===== Exercise material =====
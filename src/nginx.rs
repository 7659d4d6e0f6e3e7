use crate::certs::CertPaths;
use crate::config::Config;

/// One proxied virtual host: a server name forwarded to a local
/// upstream port.
#[derive(Debug, Clone, PartialEq, Eq)]
pub struct VHost {
    pub server_name: String,
    pub upstream_port: u16,
}

/// Configuration for the nginx reverse proxy site.
///
/// # Example
///
/// ```
/// use stacklift::Nginx;
///
/// let nginx = Nginx::new()
///     .redirect_http()
///     .vhost("forum.example.com", 3000)
///     .vhost("admin.forum.example.com", 8080);
///
/// assert!(nginx.redirect_http);
/// assert_eq!(nginx.vhosts.len(), 2);
/// ```
#[derive(Debug, Clone, Default)]
pub struct Nginx {
    pub redirect_http: bool,
    pub vhosts: Vec<VHost>,
    pub cert: Option<CertPaths>,
    pub extra_directives: Vec<String>,
}

impl Nginx {
    #[must_use]
    pub fn new() -> Self {
        Self::default()
    }

    #[must_use]
    pub const fn redirect_http(mut self) -> Self {
        self.redirect_http = true;
        self
    }

    #[must_use]
    pub fn vhost(mut self, server_name: &str, upstream_port: u16) -> Self {
        self.vhosts.push(VHost {
            server_name: server_name.to_string(),
            upstream_port,
        });
        self
    }

    #[must_use]
    pub fn cert(mut self, paths: CertPaths) -> Self {
        self.cert = Some(paths);
        self
    }

    #[must_use]
    pub fn directive(mut self, raw: &str) -> Self {
        self.extra_directives.push(raw.to_string());
        self
    }
}

/// Build the site for a run: HTTP redirect plus the public site on
/// the frontend port and the admin subdomain on the backend port.
#[must_use]
pub fn site(config: &Config, cert: &CertPaths) -> Nginx {
    Nginx::new()
        .redirect_http()
        .vhost(&config.domain, config.frontend_port)
        .vhost(&config.admin_domain(), config.backend_port)
        .cert(cert.clone())
}

/// Render the complete site configuration.
#[must_use]
pub fn render(nginx: &Nginx) -> String {
    let mut out = String::new();

    if nginx.redirect_http {
        let names: Vec<&str> = nginx
            .vhosts
            .iter()
            .map(|v| v.server_name.as_str())
            .collect();
        out.push_str("server {\n");
        out.push_str("    listen 80;\n");
        out.push_str(&format!("    server_name {};\n", names.join(" ")));
        out.push_str("    return 301 https://$host$request_uri;\n");
        out.push_str("}\n");
    }

    for vhost in &nginx.vhosts {
        if !out.is_empty() {
            out.push('\n');
        }
        out.push_str("server {\n");
        if let Some(cert) = &nginx.cert {
            out.push_str("    listen 443 ssl;\n");
            out.push_str(&format!("    server_name {};\n", vhost.server_name));
            out.push_str(&format!("    ssl_certificate {};\n", cert.cert));
            out.push_str(&format!("    ssl_certificate_key {};\n", cert.key));
        } else {
            out.push_str("    listen 80;\n");
            out.push_str(&format!("    server_name {};\n", vhost.server_name));
        }
        for directive in &nginx.extra_directives {
            out.push_str(&format!("    {directive};\n"));
        }
        out.push_str("    location / {\n");
        out.push_str(&format!(
            "        proxy_pass http://127.0.0.1:{};\n",
            vhost.upstream_port
        ));
        out.push_str("        proxy_set_header Host $host;\n");
        out.push_str("        proxy_set_header X-Real-IP $remote_addr;\n");
        out.push_str("        proxy_set_header X-Forwarded-For $proxy_add_x_forwarded_for;\n");
        out.push_str("        proxy_set_header X-Forwarded-Proto $scheme;\n");
        out.push_str("    }\n");
        out.push_str("}\n");
    }

    out
}

/// Path of the generated site file.
#[must_use]
pub fn site_path(domain: &str) -> String {
    format!("/etc/nginx/sites-available/{domain}")
}

/// Path of the activation symlink.
#[must_use]
pub fn enabled_path(domain: &str) -> String {
    format!("/etc/nginx/sites-enabled/{domain}")
}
=====
Could you write out all of the entries precisely as they stand?

filename src/nginx.rs
repository 7659d4d6e0f6e3e7
use crate::certs::CertPaths;
use crate::config::Config;

/// One proxied virtual host: a server name forwarded to a local
/// upstream port.
#[derive(Debug, Clone, PartialEq, Eq)]
pub struct VHost {
    pub server_name: String,
    pub upstream_port: u16,
}

/// Configuration for the nginx reverse proxy site.
///
/// # Example
///
/// ```
/// use stacklift::Nginx;
///
/// let nginx = Nginx::new()
///     .redirect_http()
///     .vhost("forum.example.com", 3000)
///     .vhost("admin.forum.example.com", 8080);
///
/// assert!(nginx.redirect_http);
/// assert_eq!(nginx.vhosts.len(), 2);
/// ```
#[derive(Debug, Clone, Default)]
pub struct Nginx {
    pub redirect_http: bool,
    pub vhosts: Vec<VHost>,
    pub cert: Option<CertPaths>,
    pub extra_directives: Vec<String>,
}

impl Nginx {
    #[must_use]
    pub fn new() -> Self {
        Self::default()
    }

    #[must_use]
    pub const fn redirect_http(mut self) -> Self {
        self.redirect_http = true;
        self
    }

    #[must_use]
    pub fn vhost(mut self, server_name: &str, upstream_port: u16) -> Self {
        self.vhosts.push(VHost {
            server_name: server_name.to_string(),
            upstream_port,
        });
        self
    }

    #[must_use]
    pub fn cert(mut self, paths: CertPaths) -> Self {
        self.cert = Some(paths);
        self
    }

    #[must_use]
    pub fn directive(mut self, raw: &str) -> Self {
        self.extra_directives.push(raw.to_string());
        self
    }
}

/// Build the site for a run: HTTP redirect plus the public site on
/// the frontend port and the admin subdomain on the backend port.
#[must_use]
pub fn site(config: &Config, cert: &CertPaths) -> Nginx {
    Nginx::new()
        .redirect_http()
        .vhost(&config.domain, config.frontend_port)
        .vhost(&config.admin_domain(), config.backend_port)
        .cert(cert.clone())
}

/// Render the complete site configuration.
#[must_use]
pub fn render(nginx: &Nginx) -> String {
    let mut out = String::new();

    if nginx.redirect_http {
        let names: Vec<&str> = nginx
            .vhosts
            .iter()
            .map(|v| v.server_name.as_str())
            .collect();
        out.push_str("server {\n");
        out.push_str("    listen 80;\n");
        out.push_str(&format!("    server_name {};\n", names.join(" ")));
        out.push_str("    return 301 https://$host$request_uri;\n");
        out.push_str("}\n");
    }

    for vhost in &nginx.vhosts {
        if !out.is_empty() {
            out.push('\n');
        }
        out.push_str("server {\n");
        if let Some(cert) = &nginx.cert {
            out.push_str("    listen 443 ssl;\n");
            out.push_str(&format!("    server_name {};\n", vhost.server_name));
            out.push_str(&format!("    ssl_certificate {};\n", cert.cert));
            out.push_str(&format!("    ssl_certificate_key {};\n", cert.key));
        } else {
            out.push_str("    listen 80;\n");
            out.push_str(&format!("    server_name {};\n", vhost.server_name));
        }
        for directive in &nginx.extra_directives {
            out.push_str(&format!("    {directive};\n"));
        }
        out.push_str("    location / {\n");
        out.push_str(&format!(
            "        proxy_pass http://127.0.0.1:{};\n",
            vhost.upstream_port
        ));
        out.push_str("        proxy_set_header Host $host;\n");
        out.push_str("        proxy_set_header X-Real-IP $remote_addr;\n");
        out.push_str("        proxy_set_header X-Forwarded-For $proxy_add_x_forwarded_for;\n");
        out.push_str("        proxy_set_header X-Forwarded-Proto $scheme;\n");
        out.push_str("    }\n");
        out.push_str("}\n");
    }

    out
}

/// Path of the generated site file.
#[must_use]
pub fn site_path(domain: &str) -> String {
    format!("/etc/nginx/sites-available/{domain}")
}

/// Path of the activation symlink.
#[must_use]
pub fn enabled_path(domain: &str) -> String {
    format!("/etc/nginx/sites-enabled/{domain}")
}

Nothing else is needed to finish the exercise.